Work item:
Reproduce, from the lines below, exactly the stretch that begins at the line containing "- Process Metrics" and ends at the line containing "use tracing::debug;", both included.
══ Data shown ══
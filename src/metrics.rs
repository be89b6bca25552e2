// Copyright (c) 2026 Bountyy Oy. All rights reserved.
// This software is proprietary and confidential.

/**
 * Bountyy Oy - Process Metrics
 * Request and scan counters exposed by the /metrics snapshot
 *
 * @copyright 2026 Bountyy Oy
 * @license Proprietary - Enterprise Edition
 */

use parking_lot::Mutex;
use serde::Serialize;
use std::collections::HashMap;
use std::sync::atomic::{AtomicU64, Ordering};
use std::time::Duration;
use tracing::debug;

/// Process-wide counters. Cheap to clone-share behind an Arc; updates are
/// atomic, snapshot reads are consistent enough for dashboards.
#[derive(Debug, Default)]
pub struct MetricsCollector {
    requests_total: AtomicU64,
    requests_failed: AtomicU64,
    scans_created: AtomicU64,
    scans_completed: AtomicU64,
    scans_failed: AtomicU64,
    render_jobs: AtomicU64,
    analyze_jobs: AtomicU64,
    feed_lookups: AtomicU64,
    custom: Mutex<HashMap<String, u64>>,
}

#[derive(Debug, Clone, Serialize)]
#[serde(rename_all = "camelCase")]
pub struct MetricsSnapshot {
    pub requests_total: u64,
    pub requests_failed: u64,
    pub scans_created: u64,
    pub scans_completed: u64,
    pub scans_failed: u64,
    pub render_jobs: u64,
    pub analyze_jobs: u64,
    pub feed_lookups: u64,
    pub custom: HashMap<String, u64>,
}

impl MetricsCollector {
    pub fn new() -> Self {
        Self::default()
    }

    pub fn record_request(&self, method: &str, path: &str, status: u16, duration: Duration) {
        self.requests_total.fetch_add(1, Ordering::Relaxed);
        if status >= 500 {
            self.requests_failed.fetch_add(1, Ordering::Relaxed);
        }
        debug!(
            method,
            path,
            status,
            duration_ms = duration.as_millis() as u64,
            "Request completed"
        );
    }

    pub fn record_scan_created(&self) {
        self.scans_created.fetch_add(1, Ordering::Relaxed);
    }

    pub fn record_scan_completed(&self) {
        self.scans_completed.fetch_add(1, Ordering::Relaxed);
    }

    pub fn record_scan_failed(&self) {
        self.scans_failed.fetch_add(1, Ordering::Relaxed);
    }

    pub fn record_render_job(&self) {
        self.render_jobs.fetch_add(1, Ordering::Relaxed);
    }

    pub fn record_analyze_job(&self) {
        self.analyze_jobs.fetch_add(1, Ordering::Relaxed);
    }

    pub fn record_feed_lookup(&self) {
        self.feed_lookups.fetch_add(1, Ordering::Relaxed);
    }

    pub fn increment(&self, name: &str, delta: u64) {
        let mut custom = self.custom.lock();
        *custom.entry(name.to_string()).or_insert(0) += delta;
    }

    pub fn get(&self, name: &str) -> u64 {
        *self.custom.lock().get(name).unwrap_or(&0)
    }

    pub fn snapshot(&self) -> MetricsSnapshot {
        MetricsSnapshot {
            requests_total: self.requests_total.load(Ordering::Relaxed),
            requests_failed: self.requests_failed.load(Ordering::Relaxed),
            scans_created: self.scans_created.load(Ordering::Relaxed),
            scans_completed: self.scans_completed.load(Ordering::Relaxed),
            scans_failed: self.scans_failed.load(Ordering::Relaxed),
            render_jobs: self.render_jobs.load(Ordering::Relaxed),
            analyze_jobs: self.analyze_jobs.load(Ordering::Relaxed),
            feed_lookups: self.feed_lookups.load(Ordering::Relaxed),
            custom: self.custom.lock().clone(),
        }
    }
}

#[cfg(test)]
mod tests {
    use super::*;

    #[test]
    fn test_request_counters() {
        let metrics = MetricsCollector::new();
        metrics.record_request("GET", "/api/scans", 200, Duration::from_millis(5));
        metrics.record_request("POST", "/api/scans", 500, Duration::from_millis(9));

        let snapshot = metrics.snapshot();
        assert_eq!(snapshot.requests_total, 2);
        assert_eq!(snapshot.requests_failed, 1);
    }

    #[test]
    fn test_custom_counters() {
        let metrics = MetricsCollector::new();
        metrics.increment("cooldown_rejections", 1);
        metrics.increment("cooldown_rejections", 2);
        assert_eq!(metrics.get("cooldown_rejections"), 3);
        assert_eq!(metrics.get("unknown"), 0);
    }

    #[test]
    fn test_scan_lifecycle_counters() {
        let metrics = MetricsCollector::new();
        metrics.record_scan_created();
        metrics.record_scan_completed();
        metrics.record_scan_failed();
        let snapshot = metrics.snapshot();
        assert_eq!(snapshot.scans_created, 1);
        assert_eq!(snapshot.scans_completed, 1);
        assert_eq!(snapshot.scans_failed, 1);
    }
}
═══
Exercise result:
 * Bountyy Oy - Process Metrics
 * Request and scan counters exposed by the /metrics snapshot
 *
 * @copyright 2026 Bountyy Oy
 * @license Proprietary - Enterprise Edition
 */

use parking_lot::Mutex;
use serde::Serialize;
use std::collections::HashMap;
use std::sync::atomic::{AtomicU64, Ordering};
use std::time::Duration;
use tracing::debug;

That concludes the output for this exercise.